A scheduled denial of service attack against Microsoft's main software update Web site did not materialize Saturday, as computers
infected with the W32.Blaster worm failed to find their target.
Blaster first appeared on Monday and quickly spread to computers worldwide by exploiting a known security vulnerability in
Microsoft's Windows operating system.
By Friday, the worm, which targets a Windows component for handling RPC (Remote Procedure Call) protocol traffic called the
Distributed Component Object Model (DCOM) interface, spread to more than 423,000 systems, according to Oliver Friedrichs of
Symantec.
In addition to infecting vulnerable Windows machines, Blaster worm was programmed to launch a denial of service (DOS) attack
against windowsupdate.com, an Internet domain owned by Microsoft and used to distribute software updates to Windows customers
beginning on Saturday.
However, an error in Blaster's design combined with last minute actions by Microsoft to change the registration of windowsupdate.com
cut short that attack.
Blaster's author provided the incorrect domain address for windowsupdate. The address specified in the worm's code, windowsupdate.com,
simply forwards users to the actual Windows update site, windowsupdate.microsoft.com, according to Mikko Hyppönen, head of
antivirus research at F-Secure Corp. in Helsinki.
On Thursday, Microsoft delisted the windowsupdate.com domain name, calling it a "nonessential address."
That solution also removed the threat of collateral damage from the attack, because requests for windowsupdate.com would never
leave infected machines, slowing down the Internet, according to Sean Sundwall, a Microsoft spokesman.
On Saturday, Microsoft didn't detect any irregular network activity associated with the Blaster worm, Sundwall said.
The SANS Institute's Internet Storm Center reported Saturday that the DOS attack anticipated from Blaster had been avoided.

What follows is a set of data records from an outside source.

fn parse_species(model: &mut Model, element: &Element) -> Result<(), SBMLError> {
    let Some(list) = element.child("listOfSpecies") else {
        return Ok(());
    };
    for definition in list.children_named("species") {
        let sid = required_attr(definition, "id")?;
        let compartment = required_attr(definition, "compartment")?;
        let is_amount = optional_bool(definition, "hasOnlySubstanceUnits")?.unwrap_or(false);
        let is_boundary = optional_bool(definition, "boundaryCondition")?.unwrap_or(false);
        let is_constant = optional_bool(definition, "constant")?.unwrap_or(false);
        let units = match definition.attr("substanceUnits") {
            Some(unit_sid) => Some(model.unit(unit_sid)?),
            None => None,
        };
        let amount = optional_number(definition, "initialAmount")?;
        let concentration = optional_number(definition, "initialConcentration")?;
        let factor = definition.attr("conversionFactor").map(String::from);

        let species = model.add_species(compartment, sid, is_amount, is_boundary, is_constant)?;
        if let Some(units) = units {
            species.set_substance_units(units);
        }
        if let Some(amount) = amount {
            species.set_initial_value_as(Expr::Number(amount), true);
        } else if let Some(concentration) = concentration {
            species.set_initial_value_as(Expr::Number(concentration), false);
        }
        if let Some(factor) = factor {
            model.set_species_conversion_factor(sid, &factor)?;
        }
    }
    Ok(())
}

fn parse_reactions(model: &mut Model, element: &Element) -> Result<(), SBMLError> {
    let Some(list) = element.child("listOfReactions") else {
        return Ok(());
    };
    for definition in list.children_named("reaction") {
        let reaction_sid = required_attr(definition, "id")?;
        model.add_reaction(reaction_sid)?;

        if let Some(reactants) = definition.child("listOfReactants") {
            for reference in reactants.children_named("speciesReference") {
                let species = required_attr(reference, "species")?;
                let stoichiometry = optional_number(reference, "stoichiometry")?;
                let entry = model.add_reactant(reaction_sid, species, reference.attr("id"))?;
                if let Some(stoichiometry) = stoichiometry {
                    entry.set_initial_value(Expr::Number(stoichiometry));
                }
            }
        }
        if let Some(products) = definition.child("listOfProducts") {
            for reference in products.children_named("speciesReference") {
                let species = required_attr(reference, "species")?;
                let stoichiometry = optional_number(reference, "stoichiometry")?;
                let entry = model.add_product(reaction_sid, species, reference.attr("id"))?;
                if let Some(stoichiometry) = stoichiometry {
                    entry.set_initial_value(Expr::Number(stoichiometry));
                }
            }
        }
        if let Some(modifiers) = definition.child("listOfModifiers") {
            for reference in modifiers.children_named("modifierSpeciesReference") {
                let species = required_attr(reference, "species")?;
                model.add_modifier(reaction_sid, species, reference.attr("id"))?;
            }
        }

        if let Some(law) = definition.child("kineticLaw") {
            let math = law.child("math").ok_or_else(|| {
                SBMLError::MalformedDocument(format!(
                    "kinetic law of reaction <{reaction_sid}> has no <math> element"
                ))
            })?;
            let expression = parse_math(math)?;
            if let Some(entry) = model.reaction_mut(reaction_sid) {
                entry.set_kinetic_law(expression);
            }
        }
    }
    Ok(())
}

fn parse_initial_assignments(model: &mut Model, element: &Element) -> Result<(), SBMLError> {
    let Some(list) = element.child("listOfInitialAssignments") else {
        return Ok(());
    };
    for definition in list.children_named("initialAssignment") {
        let symbol = required_attr(definition, "symbol")?;
        let math = definition.child("math").ok_or_else(|| {
            SBMLError::MalformedDocument(format!(
                "initial assignment of <{symbol}> has no <math> element"
            ))
        })?;
        let expression = parse_math(math)?;
        model.set_initial_assignment(symbol, expression)?;
    }
    Ok(())
}

fn parse_rules(model: &mut Model, element: &Element) -> Result<(), SBMLError> {
    let Some(list) = element.child("listOfRules") else {
        return Ok(());
    };
    for definition in &list.children {
        match definition.name.as_str() {
            "assignmentRule" | "rateRule" => {
                let variable = required_attr(definition, "variable")?;
                let math = definition.child("math").ok_or_else(|| {
                    SBMLError::MalformedDocument(format!(
                        "rule for <{variable}> has no <math> element"
                    ))
                })?;
                let expression = parse_math(math)?;
                if definition.name == "rateRule" {
                    model.set_rate_rule(variable, expression)?;
                } else {
                    model.set_assignment_rule(variable, expression)?;
                }
            }
            "algebraicRule" => {
                warn!("algebraic rules are not supported, rule skipped");
            }
            other => {
                debug!("skipping unknown rule element <{other}>");
            }
        }
    }
    Ok(())
}

// ----------------------------------------------------------------------
// MathML
// ----------------------------------------------------------------------

/// Parses a `<math>` element holding a single expression.
fn parse_math(element: &Element) -> Result<Expr, SBMLError> {
    match element.children.len() {
        1 => parse_math_element(&element.children[0]),
        0 => Err(SBMLError::InvalidMath("empty <math> element".to_string())),
        _ => Err(SBMLError::InvalidMath(
            "a <math> element must hold a single expression".to_string(),
        )),
    }
}

fn parse_math_element(element: &Element) -> Result<Expr, SBMLError> {
    match element.name.as_str() {
        "cn" => {
            let text = element.text.trim();
            text.parse()
                .map(Expr::Number)
                .map_err(|_| SBMLError::InvalidMath(format!("invalid number \"{text}\"")))
        }
        "ci" => Ok(Expr::name(element.text.trim())),
        "apply" => {
            let mut parts = element.children.iter();
            let operator = parts
                .next()
                .ok_or_else(|| SBMLError::InvalidMath("empty <apply> element".to_string()))?;
            let operands: Vec<Expr> = parts.map(parse_math_element).collect::<Result<_, _>>()?;
            apply_operator(&operator.name, operands)
        }
        other => Err(SBMLError::InvalidMath(format!(
            "unsupported MathML element <{other}>"
        ))),
    }
}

The number of Blaster infections is also down more than 80 percent since the worm's peak on Monday, indicating that vulnerable
computers are being cleaned and patched by their owners, Friedrichs said.
Symantec expects that trend to continue, he said.
In time, Blaster will join predecessors like the Code Red and Nimda worms, inhabiting a small population of infected machines
that pose a risk to new, unpatched systems, but not spreading much beyond that, he said.
For Microsoft, the Blaster worm outbreak stoked internal efforts to shore up vulnerable services.
Even though Blaster missed its target, future worms might be smarter, faster and more destructive, Friedrichs said.
Microsoft is using the occasion to take "a number of steps" to protect valuable customer services such as the windowsupdate.microsoft.com
Web site from attack, Sundwall said.
He declined to provide details of what changes the company is making.
Microsoft is also using the Blaster outbreak as an impetus to improve communication with consumers about the need to patch
regularly, Sundwall said.
"We learn from every worm out there. What we learned from [Blaster] is that there aren't enough consumers who installed the
patch and use [Windows] autoupdate," he said.
Microsoft customers should expect a concerted effort by the Redmond, Wash., company to reach out in coming weeks and raise
awareness of the need to patch vulnerable systems, he said.